By Charu Bahri
Friday, November 23, 2007
Tribal women in India's Rajasthan state abide by some ancient customs, but scrap others. One woman explains how she stopped giving her newborns alcohol and dreams of buying a buffalo. Fourth in a series on the changing role of women in India.
MOUNT ABU, India (WOMENSENEWS)--Fuli still follows many of the customs of the Garasia, one of numerous tribal communities in the state of Rajasthan.
Her marriage is one example.
Garasias follow Dapa, a marriage tradition in which the groom's family pays a bride price. But since many Garasia can't afford this custom, a groom's family often kidnaps a bride.
Fuli, who is known by her first name like many of the women here, saw her own marriage begin like that.
But the 40-year-old mother of four--whose weather-beaten face speaks of the harsh sweltering Indian desert summers she has lived through--has also broken with customary practices.
Take, for instance, drinking alcohol during childbirth. During her first delivery in 1984 she went along with the practice. She thought it reduced the pain and went along with community elders who told her it was a kind of merriment.
But then came the death of one of her newborns. A village auxiliary nurse and midwife told her that another customary ritual, called janamghuti, in which newborns are given alcohol, was to blame.
So for the delivery of all her subsequent children Fuli gave up alcohol altogether.
"The experience sensitized me," she says simply.
Even though the Garasias are eligible for land set aside for their use as a government-designated tribe, her family did not always know its ownership rights.
Fuli, for instance, says that since her family possesses no land of their own they work as farm labor or for daily wages at construction sites.
Until recently, Fuli would exhaust herself by working 10 to 12 hours a day as a farm hand or industrial laborer. After that she often kept working, collecting dry sticks for firewood or picking berries from the forests near Achpura, her village. She would leave her younger children in the care of older siblings.
Last year, however, Fuli's employment--along with that of about 12 other women--began to improve.
In March 2006, she began learning to sew through a local development project run by the Toronto-based People Bridge Charitable Foundation and its local partner the Global Hospital, based at Mount Abu in Sirohi, a district of Rajasthan state.
Similar projects--each serving between 12 and 25 women--are underway in three other villages.
Organizers estimate that each project to teach women a profitable trade costs $800 and $1,000.
The trades--sewing, clay sculpture or bead ornament-making--are chosen with an eye to winning the approval of Garasia men, who traditionally expect women to carry out work at their behest, such as cutting grass to use as fodder for livestock, collecting wood to use as fuel from forests, taking care of their children, managing housework and supplementing the family income by working as casual laborers.

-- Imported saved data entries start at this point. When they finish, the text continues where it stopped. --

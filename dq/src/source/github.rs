//! GitHub repository source
//!
//! Walks a repository path through the REST contents API, depth-first in
//! listing order, keeping files whose name matches the extension filter.

use async_trait::async_trait;
use reqwest::{Client, Response, StatusCode};
use serde::Deserialize;
use std::time::Duration;
use tracing::{debug, info};
use url::Url;

use super::{Document, DocumentSource, SourceError};
use crate::config::GithubConfig;
use crate::error::{Error, Result};

const USER_AGENT: &str = "docsqueeze";
const ACCEPT_JSON: &str = "application/vnd.github+json";
const ACCEPT_RAW: &str = "application/vnd.github.raw+json";
const API_VERSION: &str = "2022-11-28";

/// Repository coordinates parsed from a github.com URL
#[derive(Debug, Clone, PartialEq, Eq)]
pub struct GithubLocation {
    pub owner: String,
    pub repo: String,
    /// Branch, tag or commit; `None` means the default branch
    pub reference: Option<String>,
    /// Path inside the repository, empty for the root
    pub path: String,
}

impl GithubLocation {
    /// Parse `https://github.com/{owner}/{repo}[/tree|blob/{ref}/{path...}]`
    pub fn parse(input: &str) -> Result<Self, SourceError> {
        debug!(%input, "GithubLocation::parse: called");
        let invalid = |reason: &str| SourceError::InvalidUrl {
            url: input.to_string(),
            reason: reason.to_string(),
        };

        let url = Url::parse(input).map_err(|e| invalid(&e.to_string()))?;
        match url.host_str() {
            Some("github.com") | Some("www.github.com") => {}
            _ => return Err(invalid("not a github.com URL")),
        }

        let segments: Vec<&str> = url
            .path_segments()
            .map(|s| s.filter(|seg| !seg.is_empty()).collect())
            .unwrap_or_default();

        let (owner, repo) = match segments.as_slice() {
            [owner, repo, ..] => (owner.to_string(), repo.trim_end_matches(".git").to_string()),
            _ => return Err(invalid("expected /{owner}/{repo}")),
        };

        let (reference, path) = match segments.get(2) {
            None => (None, String::new()),
            Some(&"tree") | Some(&"blob") => match segments.get(3) {
                Some(reference) => (Some(reference.to_string()), segments[4..].join("/")),
                None => return Err(invalid("missing ref after tree/blob")),
            },
            Some(other) => return Err(invalid(&format!("unsupported path segment '{}'", other))),
        };

        Ok(Self {
            owner,
            repo,
            reference,
            path,
        })
    }
}

impl std::fmt::Display for GithubLocation {
    fn fmt(&self, f: &mut std::fmt::Formatter<'_>) -> std::fmt::Result {
        write!(f, "{}/{}", self.owner, self.repo)?;
        if let Some(reference) = &self.reference {
            write!(f, "@{}", reference)?;
        }
        if !self.path.is_empty() {
            write!(f, ":{}", self.path)?;
        }
        Ok(())
    }
}

/// Documents under a path of a GitHub repository
pub struct GithubSource {
    location: GithubLocation,
    api_url: Url,
    token: Option<String>,
    extensions: Vec<String>,
    http: Client,
}

impl GithubSource {
    pub fn new(
        location: GithubLocation,
        api_url: &str,
        token: Option<String>,
        extensions: Vec<String>,
        timeout: Duration,
    ) -> Result<Self, SourceError> {
        let api_url = Url::parse(api_url).map_err(|e| SourceError::InvalidUrl {
            url: api_url.to_string(),
            reason: e.to_string(),
        })?;
        let http = Client::builder().timeout(timeout).build()?;
        Ok(Self {
            location,
            api_url,
            token,
            extensions: extensions.iter().map(|e| e.to_lowercase()).collect(),
            http,
        })
    }

    /// Build a source for `url`, reading the optional token once
    pub fn from_config(url: &str, config: &GithubConfig) -> Result<Self, SourceError> {
        debug!(%url, "GithubSource::from_config: called");
        let location = GithubLocation::parse(url)?;
        let token = config.token();
        debug!(authenticated = token.is_some(), "GithubSource::from_config: token resolved");
        Self::new(
            location,
            &config.api_url,
            token,
            config.extensions.clone(),
            Duration::from_millis(config.timeout_ms),
        )
    }

    pub fn location(&self) -> &GithubLocation {
        &self.location
    }

    fn matches_extension(&self, name: &str) -> bool {
        let name = name.to_lowercase();
        self.extensions.iter().any(|ext| name.ends_with(ext.as_str()))
    }

    /// `{api}/repos/{owner}/{repo}/contents/{path}?ref={ref}`
    fn contents_url(&self, path: &str) -> Result<Url, SourceError> {
        let mut url = self.api_url.clone();
        url.path_segments_mut()
            .map_err(|_| SourceError::InvalidUrl {
                url: self.api_url.to_string(),
                reason: "cannot be a base URL".to_string(),
            })?
            .pop_if_empty()
            .extend(["repos", self.location.owner.as_str(), self.location.repo.as_str(), "contents"])
            .extend(path.split('/').filter(|s| !s.is_empty()));
        if let Some(reference) = &self.location.reference {
            url.query_pairs_mut().append_pair("ref", reference);
        }
        Ok(url)
    }

    async fn get(&self, path: &str, accept: &str) -> Result<Response> {
        let url = self.contents_url(path)?;
        debug!(%url, %accept, "GithubSource::get: called");

        let mut request = self
            .http
            .get(url)
            .header("user-agent", USER_AGENT)
            .header("accept", accept)
            .header("x-github-api-version", API_VERSION);
        if let Some(token) = &self.token {
            request = request.bearer_auth(token);
        }

        let response = request.send().await.map_err(SourceError::Network)?;
        let status = response.status();
        if status == StatusCode::NOT_FOUND {
            return Err(Error::SourceNotFound(format!(
                "{}/{}:{}",
                self.location.owner, self.location.repo, path
            )));
        }
        if !status.is_success() {
            let message = response.text().await.unwrap_or_default();
            return Err(SourceError::Api {
                status: status.as_u16(),
                message,
            }
            .into());
        }
        Ok(response)
    }
}

#[async_trait]
impl DocumentSource for GithubSource {
    fn describe(&self) -> String {
        format!("github {}", self.location)
    }

    async fn list(&self) -> Result<Vec<String>> {
        debug!(location = %self.location, "GithubSource::list: called");
        let mut files = Vec::new();
        let mut pending = vec![Pending::Dir(self.location.path.clone())];

        while let Some(next) = pending.pop() {
            let dir = match next {
                Pending::File(path) => {
                    files.push(path);
                    continue;
                }
                Pending::Dir(dir) => dir,
            };

            let body = self.get(&dir, ACCEPT_JSON).await?.text().await.map_err(SourceError::Network)?;
            let contents: ContentsResponse = serde_json::from_str(&body)
                .map_err(|e| SourceError::UnexpectedResponse(format!("contents of '{}': {}", dir, e)))?;

            match contents {
                // an explicitly named file is taken as-is
                ContentsResponse::Single(entry) if entry.kind == "file" => files.push(entry.path),
                ContentsResponse::Single(entry) => {
                    debug!(path = %entry.path, kind = %entry.kind, "GithubSource::list: skipping non-file");
                }
                ContentsResponse::Listing(entries) => {
                    for entry in entries.into_iter().rev() {
                        match entry.kind.as_str() {
                            "dir" => pending.push(Pending::Dir(entry.path)),
                            "file" if self.matches_extension(&entry.name) => pending.push(Pending::File(entry.path)),
                            _ => {}
                        }
                    }
                }
            }
        }

        info!(count = files.len(), location = %self.location, "Listed repository documents");
        Ok(files)
    }

    async fn fetch(&self, id: &str) -> Result<Document> {
        debug!(%id, "GithubSource::fetch: called");
        let bytes = self.get(id, ACCEPT_RAW).await?.bytes().await.map_err(SourceError::Network)?;
        Document::from_bytes(id, bytes.to_vec())
    }
}

enum Pending {
    Dir(String),
    File(String),
}

// GitHub contents API response types

#[derive(Debug, Deserialize)]
#[serde(untagged)]
enum ContentsResponse {
    Listing(Vec<ContentEntry>),
    Single(ContentEntry),
}

#[derive(Debug, Deserialize)]
struct ContentEntry {
    name: String,
    path: String,
    #[serde(rename = "type")]
    kind: String,
}
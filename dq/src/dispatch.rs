//! Batch dispatch and the rewrite call
//!
//! [`Rewriter`] turns one batch of text into its rewritten form with a single
//! completion request. [`Dispatcher`] drives the batcher over a document's
//! chunks and concatenates the rewritten batches in order.

use serde::Serialize;
use std::sync::Arc;
use tracing::{debug, info, warn};

use crate::batcher::{Batch, Batcher};
use crate::chunker::{Chunk, word_count};
use crate::config::Config;
use crate::error::{Error, Result};
use crate::llm::{CompletionRequest, LlmClient, LlmError, Message, Model, StopReason};
use crate::source::Document;

/// Sends text to the completion endpoint under a fixed system instruction
#[derive(Clone)]
pub struct Rewriter {
    llm: Arc<dyn LlmClient>,
    system_instruction: String,
    model: Model,
    max_tokens: u32,
    temperature: f32,
    debug: bool,
}

impl Rewriter {
    pub fn new(llm: Arc<dyn LlmClient>, system_instruction: impl Into<String>, model: Model) -> Self {
        Self {
            llm,
            system_instruction: system_instruction.into(),
            model,
            max_tokens: 4096,
            temperature: 0.0,
            debug: false,
        }
    }

    /// Bind a client to the run's rewrite and endpoint settings
    pub fn from_config(llm: Arc<dyn LlmClient>, config: &Config) -> Self {
        Self::new(llm, config.rewrite.system_instruction.clone(), config.rewrite.model)
            .with_max_tokens(config.llm.max_tokens)
            .with_temperature(config.llm.temperature)
            .with_debug(config.rewrite.debug)
    }

    pub fn with_max_tokens(mut self, max_tokens: u32) -> Self {
        self.max_tokens = max_tokens;
        self
    }

    pub fn with_temperature(mut self, temperature: f32) -> Self {
        self.temperature = temperature;
        self
    }

    /// Log every prompt and response
    pub fn with_debug(mut self, debug: bool) -> Self {
        self.debug = debug;
        self
    }

    pub fn model(&self) -> Model {
        self.model
    }

    /// Rewrite one batch of text
    ///
    /// A response without content yields an empty string.
    pub async fn rewrite(&self, text: &str) -> Result<String, LlmError> {
        debug!(model = %self.model, words = word_count(text), "Rewriter::rewrite: called");
        let request = CompletionRequest {
            model: self.model.as_str().to_string(),
            system_prompt: self.system_instruction.clone(),
            messages: vec![Message::user(text)],
            max_tokens: self.max_tokens,
            temperature: self.temperature,
        };

        let response = self.llm.complete(request).await?;
        debug!(
            input_tokens = response.usage.input_tokens,
            output_tokens = response.usage.output_tokens,
            total_tokens = response.usage.total(),
            "Rewriter::rewrite: response received"
        );
        if response.stop_reason == StopReason::MaxTokens {
            warn!(max_tokens = self.max_tokens, "Rewrite was truncated at the token limit");
        }

        let output = match response.content {
            Some(content) => content,
            None => {
                warn!("Rewrite returned no content");
                String::new()
            }
        };

        if self.debug {
            info!("Rewrite prompt:\n{}", text);
            info!("Rewrite output:\n{}", output);
        }
        Ok(output)
    }
}

/// Per-document statistics
#[derive(Debug, Clone, Default, PartialEq, Eq, Serialize)]
pub struct DocumentReport {
    pub id: String,
    pub chunks: usize,
    pub batches: usize,
    pub words_in: usize,
    pub words_out: usize,
}

/// Batches a document's chunks and rewrites each batch in order
#[derive(Clone)]
pub struct Dispatcher {
    rewriter: Rewriter,
    target: usize,
}

impl Dispatcher {
    pub fn new(rewriter: Rewriter, target: usize) -> Self {
        Self { rewriter, target }
    }

    pub fn target(&self) -> usize {
        self.target
    }

    /// Rewrite a chunked document, one call per batch
    ///
    /// Each batch's result is followed by a newline. The first failed call
    /// aborts the document and discards what was already rewritten.
    pub async fn rewrite_document(&self, document: &Document, chunks: &[Chunk]) -> Result<(String, DocumentReport)> {
        debug!(id = %document.id(), chunk_count = chunks.len(), target = self.target, "rewrite_document: called");
        let mut report = DocumentReport {
            id: document.id().to_string(),
            chunks: chunks.len(),
            ..DocumentReport::default()
        };
        let mut output = String::new();
        let mut batcher = Batcher::new(self.target);

        for chunk in chunks {
            if let Some(batch) = batcher.push(chunk) {
                self.send(document, batch, &mut output, &mut report).await?;
            }
        }
        if let Some(batch) = batcher.finish() {
            self.send(document, batch, &mut output, &mut report).await?;
        }

        report.words_out = word_count(&output);
        Ok((output, report))
    }

    async fn send(
        &self,
        document: &Document,
        batch: Batch,
        output: &mut String,
        report: &mut DocumentReport,
    ) -> Result<()> {
        info!(
            document = %document.id(),
            batch = batch.index,
            words = batch.words,
            "Processing batched chunks"
        );
        if batch.is_oversized(self.target) {
            warn!(words = batch.words, target = self.target, "Batch exceeds target word count");
        }

        let response = self.rewriter.rewrite(&batch.text).await.map_err(|source| Error::RewriteCall {
            document: document.id().to_string(),
            batch: batch.index,
            source,
        })?;

        output.push_str(&response);
        output.push('\n');
        report.batches += 1;
        report.words_in += batch.words;
        Ok(())
    }
}
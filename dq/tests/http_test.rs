//! HTTP tests for the completion client and the GitHub source
//!
//! Each test starts a small HTTP/1.1 server on localhost that answers from a
//! handler closure and records every request it received.

use std::collections::HashMap;
use std::sync::atomic::{AtomicUsize, Ordering};
use std::sync::{Arc, Mutex};
use std::time::Duration;

use docsqueeze::config::GithubConfig;
use docsqueeze::llm::{CompletionRequest, LlmClient, LlmError, Message, Model, OpenAIClient, RetryPolicy};
use docsqueeze::source::GithubLocation;
use docsqueeze::{ChunkMode, Dispatcher, DocumentSource, Error, FileSink, GithubSource, Pipeline, Rewriter};
use tempfile::TempDir;
use tokio::io::{AsyncReadExt, AsyncWriteExt};
use tokio::net::{TcpListener, TcpStream};

// =============================================================================
// Fake server
// =============================================================================

#[derive(Debug, Clone)]
struct Recorded {
    method: String,
    target: String,
    headers: HashMap<String, String>,
    body: String,
}

struct Reply {
    status: u16,
    headers: Vec<(&'static str, String)>,
    body: String,
}

impl Reply {
    fn json(status: u16, body: impl Into<String>) -> Self {
        Self {
            status,
            headers: vec![("content-type", "application/json".to_string())],
            body: body.into(),
        }
    }

    fn with_header(mut self, name: &'static str, value: &str) -> Self {
        self.headers.push((name, value.to_string()));
        self
    }
}

type Handler = Arc<dyn Fn(&Recorded) -> Reply + Send + Sync>;

struct FakeServer {
    base_url: String,
    requests: Arc<Mutex<Vec<Recorded>>>,
}

impl FakeServer {
    async fn start(handler: impl Fn(&Recorded) -> Reply + Send + Sync + 'static) -> Self {
        let listener = TcpListener::bind("127.0.0.1:0").await.expect("Failed to bind");
        let base_url = format!("http://{}", listener.local_addr().unwrap());
        let requests = Arc::new(Mutex::new(Vec::new()));
        let handler: Handler = Arc::new(handler);

        let recorded = requests.clone();
        tokio::spawn(async move {
            while let Ok((mut stream, _)) = listener.accept().await {
                let handler = handler.clone();
                let recorded = recorded.clone();
                tokio::spawn(async move {
                    if let Some(request) = read_request(&mut stream).await {
                        let reply = handler(&request);
                        recorded.lock().unwrap().push(request);
                        write_reply(&mut stream, reply).await;
                    }
                });
            }
        });

        Self { base_url, requests }
    }

    fn requests(&self) -> Vec<Recorded> {
        self.requests.lock().unwrap().clone()
    }
}

async fn read_request(stream: &mut TcpStream) -> Option<Recorded> {
    let mut buf = Vec::new();
    let mut tmp = [0u8; 4096];
    let header_end = loop {
        if let Some(pos) = buf.windows(4).position(|w| w == b"\r\n\r\n") {
            break pos;
        }
        let n = stream.read(&mut tmp).await.ok()?;
        if n == 0 {
            return None;
        }
        buf.extend_from_slice(&tmp[..n]);
    };

    let head = String::from_utf8_lossy(&buf[..header_end]).to_string();
    let mut lines = head.split("\r\n");
    let mut request_line = lines.next()?.split_whitespace();
    let method = request_line.next()?.to_string();
    let target = request_line.next()?.to_string();
    let headers: HashMap<String, String> = lines
        .filter_map(|line| line.split_once(':'))
        .map(|(k, v)| (k.trim().to_lowercase(), v.trim().to_string()))
        .collect();

    let length = headers
        .get("content-length")
        .and_then(|v| v.parse::<usize>().ok())
        .unwrap_or(0);
    let mut body = buf[header_end + 4..].to_vec();
    while body.len() < length {
        let n = stream.read(&mut tmp).await.ok()?;
        if n == 0 {
            break;
        }
        body.extend_from_slice(&tmp[..n]);
    }

    Some(Recorded {
        method,
        target,
        headers,
        body: String::from_utf8_lossy(&body).to_string(),
    })
}

async fn write_reply(stream: &mut TcpStream, reply: Reply) {
    let mut response = format!("HTTP/1.1 {} Fake\r\n", reply.status);
    for (name, value) in &reply.headers {
        response.push_str(&format!("{}: {}\r\n", name, value));
    }
    response.push_str(&format!(
        "content-length: {}\r\nconnection: close\r\n\r\n{}",
        reply.body.len(),
        reply.body
    ));
    let _ = stream.write_all(response.as_bytes()).await;
    let _ = stream.shutdown().await;
}

fn completion_json(content: &str) -> String {
    serde_json::json!({
        "choices": [{"message": {"role": "assistant", "content": content}, "finish_reason": "stop"}],
        "usage": {"prompt_tokens": 10, "completion_tokens": 2, "total_tokens": 12}
    })
    .to_string()
}

fn fast_retry(max_retries: u32) -> RetryPolicy {
    RetryPolicy {
        max_retries,
        initial_backoff: Duration::from_millis(10),
    }
}

fn request(text: &str) -> CompletionRequest {
    CompletionRequest {
        model: Model::Gpt35Turbo.as_str().to_string(),
        system_prompt: "Reduce.".to_string(),
        messages: vec![Message::user(text)],
        max_tokens: 256,
        temperature: 0.0,
    }
}

// =============================================================================
// OpenAI client
// =============================================================================

#[tokio::test]
async fn test_openai_request_shape() {
    let server = FakeServer::start(|_| Reply::json(200, completion_json("- fact"))).await;
    let client = OpenAIClient::new("test-key", &server.base_url, Duration::from_secs(5), fast_retry(0)).unwrap();

    let response = client.complete(request("long text")).await.expect("complete should succeed");
    assert_eq!(response.content.as_deref(), Some("- fact"));
    assert_eq!(response.usage.input_tokens, 10);

    let requests = server.requests();
    assert_eq!(requests.len(), 1);
    assert_eq!(requests[0].method, "POST");
    assert_eq!(requests[0].target, "/v1/chat/completions");
    assert_eq!(requests[0].headers.get("authorization").map(String::as_str), Some("Bearer test-key"));

    let body: serde_json::Value = serde_json::from_str(&requests[0].body).unwrap();
    assert_eq!(body["model"], "gpt-3.5-turbo");
    assert_eq!(body["messages"][0]["role"], "system");
    assert_eq!(body["messages"][0]["content"], "Reduce.");
    assert_eq!(body["messages"][1]["content"], "long text");
    assert_eq!(body["temperature"], 0.0);
}

#[tokio::test]
async fn test_openai_retries_server_error() {
    let calls = Arc::new(AtomicUsize::new(0));
    let counter = calls.clone();
    let server = FakeServer::start(move |_| {
        if counter.fetch_add(1, Ordering::SeqCst) == 0 {
            Reply::json(503, r#"{"error":"overloaded"}"#)
        } else {
            Reply::json(200, completion_json("recovered"))
        }
    })
    .await;
    let client = OpenAIClient::new("k", &server.base_url, Duration::from_secs(5), fast_retry(3)).unwrap();

    let response = client.complete(request("text")).await.expect("retry should succeed");

    assert_eq!(response.content.as_deref(), Some("recovered"));
    assert_eq!(calls.load(Ordering::SeqCst), 2);
}

#[tokio::test]
async fn test_openai_honours_rate_limit() {
    let calls = Arc::new(AtomicUsize::new(0));
    let counter = calls.clone();
    let server = FakeServer::start(move |_| {
        if counter.fetch_add(1, Ordering::SeqCst) == 0 {
            Reply::json(429, r#"{"error":"slow down"}"#).with_header("retry-after", "0")
        } else {
            Reply::json(200, completion_json("ok"))
        }
    })
    .await;
    let client = OpenAIClient::new("k", &server.base_url, Duration::from_secs(5), fast_retry(1)).unwrap();

    let response = client.complete(request("text")).await.expect("rate limit should be retried");
    assert_eq!(response.content.as_deref(), Some("ok"));
    assert_eq!(server.requests().len(), 2);
}

#[tokio::test]
async fn test_openai_client_error_not_retried() {
    let server = FakeServer::start(|_| Reply::json(400, r#"{"error":"bad model"}"#)).await;
    let client = OpenAIClient::new("k", &server.base_url, Duration::from_secs(5), fast_retry(3)).unwrap();

    let err = client.complete(request("text")).await.expect_err("400 should fail");

    assert!(matches!(err, LlmError::ApiError { status: 400, .. }));
    assert_eq!(server.requests().len(), 1);
}

#[tokio::test]
async fn test_openai_gives_up_after_max_retries() {
    let server = FakeServer::start(|_| Reply::json(500, "{}")).await;
    let client = OpenAIClient::new("k", &server.base_url, Duration::from_secs(5), fast_retry(2)).unwrap();

    let err = client.complete(request("text")).await.expect_err("should give up");

    assert!(matches!(err, LlmError::ApiError { status: 500, .. }));
    assert_eq!(server.requests().len(), 3);
}

// =============================================================================
// GitHub source
// =============================================================================

fn github_routes(request: &Recorded) -> Reply {
    let raw = request
        .headers
        .get("accept")
        .map(|a| a.contains("raw"))
        .unwrap_or(false);
    match (request.target.as_str(), raw) {
        ("/repos/o/r/contents/docs?ref=main", false) => Reply::json(
            200,
            r#"[
                {"name": "b-dir", "path": "docs/b-dir", "type": "dir"},
                {"name": "a.md", "path": "docs/a.md", "type": "file"},
                {"name": "logo.png", "path": "docs/logo.png", "type": "file"}
            ]"#,
        ),
        ("/repos/o/r/contents/docs/b-dir?ref=main", false) => Reply::json(
            200,
            r#"[
                {"name": "c.md", "path": "docs/b-dir/c.md", "type": "file"},
                {"name": "notes.txt", "path": "docs/b-dir/notes.txt", "type": "file"}
            ]"#,
        ),
        ("/repos/o/r/contents/docs/a.md?ref=main", true) => Reply::json(200, "# A\n\nalpha beta"),
        ("/repos/o/r/contents/docs/b-dir/c.md?ref=main", true) => Reply::json(200, "# C\n\ngamma"),
        _ => Reply::json(404, r#"{"message":"Not Found"}"#),
    }
}

fn github_source(server: &FakeServer, url: &str) -> GithubSource {
    GithubSource::new(
        GithubLocation::parse(url).unwrap(),
        &server.base_url,
        Some("ghp_test".to_string()),
        vec![".md".to_string()],
        Duration::from_secs(5),
    )
    .unwrap()
}

#[tokio::test]
async fn test_github_lists_depth_first() {
    let server = FakeServer::start(github_routes).await;
    let source = github_source(&server, "https://github.com/o/r/tree/main/docs");

    let ids = source.list().await.expect("list should succeed");

    assert_eq!(ids, vec!["docs/b-dir/c.md", "docs/a.md"]);
    let requests = server.requests();
    assert!(requests.iter().all(|r| r.headers.get("authorization").map(String::as_str) == Some("Bearer ghp_test")));
    assert!(requests.iter().all(|r| r.headers.contains_key("user-agent")));
}

#[tokio::test]
async fn test_github_fetches_raw_content() {
    let server = FakeServer::start(github_routes).await;
    let source = github_source(&server, "https://github.com/o/r/tree/main/docs");

    let doc = source.fetch("docs/a.md").await.expect("fetch should succeed");

    assert_eq!(doc.id(), "docs/a.md");
    assert_eq!(doc.text(), "# A\n\nalpha beta");
}

#[tokio::test]
async fn test_github_missing_path_is_source_not_found() {
    let server = FakeServer::start(github_routes).await;
    let source = github_source(&server, "https://github.com/o/r/tree/main/nope");

    let err = source.list().await.expect_err("missing path should fail");
    assert!(matches!(err, Error::SourceNotFound(_)));
}

#[tokio::test]
async fn test_github_token_from_config() {
    let server = FakeServer::start(github_routes).await;
    let config = GithubConfig {
        api_url: server.base_url.clone(),
        token_env: "DQ_HTTP_TEST_TOKEN_UNSET".to_string(),
        ..GithubConfig::default()
    };

    let source = GithubSource::from_config("https://github.com/o/r/tree/main/docs", &config).unwrap();
    source.list().await.expect("list should succeed");

    assert!(server.requests().iter().all(|r| !r.headers.contains_key("authorization")));
}

// =============================================================================
// End to end
// =============================================================================

#[tokio::test]
async fn test_github_to_file_end_to_end() {
    let github = FakeServer::start(github_routes).await;
    let openai = FakeServer::start(|request| {
        let body: serde_json::Value = serde_json::from_str(&request.body).unwrap_or_default();
        let user = body["messages"][1]["content"].as_str().unwrap_or("").trim().to_string();
        let heading = user.lines().next().unwrap_or("").to_string();
        Reply::json(200, completion_json(&format!("summary of {}", heading)))
    })
    .await;

    let temp_dir = TempDir::new().unwrap();
    let output = temp_dir.path().join("output.md");

    let llm = Arc::new(OpenAIClient::new("k", &openai.base_url, Duration::from_secs(5), fast_retry(0)).unwrap());
    let dispatcher = Dispatcher::new(Rewriter::new(llm, "Reduce.", Model::Gpt35Turbo), 600);
    let source = github_source(&github, "https://github.com/o/r/tree/main/docs");
    let pipeline = Pipeline::new(Box::new(source), dispatcher, ChunkMode::Auto);

    let mut sink = FileSink::new(&output);
    let summary = pipeline.run(&mut sink).await.expect("run should succeed");

    assert_eq!(summary.documents(), 2);
    assert!(summary.is_success());
    assert_eq!(
        std::fs::read_to_string(&output).unwrap(),
        "summary of # C\nsummary of # A\n"
    );
    assert_eq!(openai.requests().len(), 2);
}
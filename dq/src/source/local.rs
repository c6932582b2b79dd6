//! Single local file source

use async_trait::async_trait;
use std::io::ErrorKind;
use std::path::PathBuf;
use tracing::debug;

use super::{Document, DocumentSource, SourceError};
use crate::error::{Error, Result};

/// A source holding exactly one file on the local filesystem
#[derive(Debug, Clone)]
pub struct LocalFileSource {
    path: PathBuf,
}

impl LocalFileSource {
    pub fn new(path: impl Into<PathBuf>) -> Self {
        Self { path: path.into() }
    }

    pub fn path(&self) -> &PathBuf {
        &self.path
    }

    fn not_found(&self) -> Error {
        Error::SourceNotFound(self.path.display().to_string())
    }
}

#[async_trait]
impl DocumentSource for LocalFileSource {
    fn describe(&self) -> String {
        format!("file {}", self.path.display())
    }

    async fn list(&self) -> Result<Vec<String>> {
        debug!(path = %self.path.display(), "LocalFileSource::list: called");
        let metadata = match tokio::fs::metadata(&self.path).await {
            Ok(metadata) => metadata,
            Err(e) if e.kind() == ErrorKind::NotFound => return Err(self.not_found()),
            Err(source) => {
                return Err(SourceError::Io {
                    path: self.path.clone(),
                    source,
                }
                .into());
            }
        };

        if !metadata.is_file() {
            return Err(SourceError::NotAFile(self.path.clone()).into());
        }
        Ok(vec![self.path.display().to_string()])
    }

    async fn fetch(&self, id: &str) -> Result<Document> {
        debug!(%id, "LocalFileSource::fetch: called");
        let bytes = match tokio::fs::read(&self.path).await {
            Ok(bytes) => bytes,
            Err(e) if e.kind() == ErrorKind::NotFound => return Err(self.not_found()),
            Err(source) => {
                return Err(SourceError::Io {
                    path: self.path.clone(),
                    source,
                }
                .into());
            }
        };
        Document::from_bytes(id, bytes)
    }
}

Often, the men do not want the women to become too involved with income-generating programs run by nongovernmental groups or any outside groups that are not part of the village. Men discourage women from venturing too far to work, or to work alone alongside a male.
In Fuli's project, organizers addressed the sensitivity toward contact with outsiders by hiring a well-known tailor from an adjacent village to teach the women. The tailor also agreed to pass along extra work when he had it, anticipating the two wedding seasons, which customarily run from October to mid-December and then from mid-January to March.
Fuli used to earn about $1.50 a day by working as a laborer at a site she reached only by walking many miles. Now she earns more than that in an hour; between $1.80 and $2.50 on good days, and around $1 on the rest.
At first she went to the village that served as a hub for sewing machines; later the project gave her a machine to use at home. She says the tailor pays on time, so instead of having to walk a long way to reach farms or industrial sites for day laborers, she is now working from home.
Along with the other women, Fuli wants to learn more. She wants to learn cutting, how to sew fashionable clothes and to put away more money.
"I'd like to save up enough to buy a buffalo," she says.
Owning a buffalo would mean she can give each member of her family a glass of milk every day and sell the rest to the local market.
"I'd be launching myself into a new business, as a small-scale milk producer," she says. "With time, hopefully, the number of livestock I own will increase."
As a tribe, the Garasias have attracted medical attention recently for the health disparities affecting them, such as higher rates of genetically inherited diseases like sickle cell anemia, cleft anomalies and higher-than-average rates of maternal mortality.
Beneath these statistics are conditions that health workers link to gender roles. Garasia women are traditionally kept out of important community decisions and elders discourage or forbid schooling for girls past the eighth grade. While few boys pursue much more education than that, the Garasia don't impose any direct limits on them.
Only two or three of every 100 Garasia girls make it to fifth grade. For all practical purposes, they are all illiterate.
Fuli cannot read either, but her daughter--who studied up to the eighth-grade limit--taught her how to sign her name.
Recently she applied for a bank account on behalf of a self-help group for Garasia women. When it came to signing the application, she says it felt better to sign her name rather than leaving a thumb print that would have announced her low level of education.